Collected data entries
• • • • •
// Copyright 2025 the Understory Authors
// SPDX-License-Identifier: Apache-2.0 OR MIT

//! A tour of range, pick and intersection queries across both partitions.
//!
//! Run:
//! - `cargo run -p shapecast_demos --example query_tour`

use kurbo::{Circle, Point, Rect};
use shapecast_index::{
    PartitionFilter, RangeQueryResult, Shape, ShapeArena, ShapeMask, SpatialTree,
};

fn main() {
    env_logger::init();

    let mut arena = ShapeArena::new();
    let mut tree = SpatialTree::new();

    for (i, (x, y)) in [(1.5, 1.5), (-1.5, 1.5), (-1.5, -1.5), (1.5, -1.5)]
        .into_iter()
        .enumerate()
    {
        let id = arena.insert(Shape::from_rect(Rect::from_center_size((x, y), (1.0, 1.0))));
        if i % 2 == 0 {
            tree.add_static(&mut arena, id);
        } else {
            tree.add_dynamic(&mut arena, id);
        }
    }
    let probe = arena.insert(Shape::from_circle(Circle::new((1.0, 1.0), 0.8)));
    tree.add_dynamic(&mut arena, probe);
    println!("before commit: {tree:?}");
    tree.commit(&arena);
    println!("after commit:  {tree:?}");

    // One buffer, reused across queries.
    let mut found = RangeQueryResult::new();
    tree.range_query_into(
        &arena,
        Rect::from_center_size((1.0, 1.0), (2.0, 6.0)),
        ShapeMask::all(),
        PartitionFilter::ALL,
        Some(probe),
        &mut found,
    );
    println!("range: {:?}", found.iter().collect::<Vec<_>>());

    found.clear();
    tree.pick_query_into(
        &arena,
        Point::new(-1.5, -1.5),
        ShapeMask::all(),
        PartitionFilter::ALL,
        &mut found,
    );
    println!("pick: {:?}", found.iter().collect::<Vec<_>>());

    for c in &tree.intersection_query(&arena, probe, PartitionFilter::ALL) {
        println!(
            "contact with {:?}: normal {:?}, depth {:.3}",
            c.shape_b, c.normal, c.penetration
        );
    }

    tree.clear(&mut arena);
}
• • • • •
What you are asked to do
Lines with "insert" in them are what the answer must contain; copy each from the records above.

Response for this exercise
        let id = arena.insert(Shape::from_rect(Rect::from_center_size((x, y), (1.0, 1.0))));
    let probe = arena.insert(Shape::from_circle(Circle::new((1.0, 1.0), 0.8)));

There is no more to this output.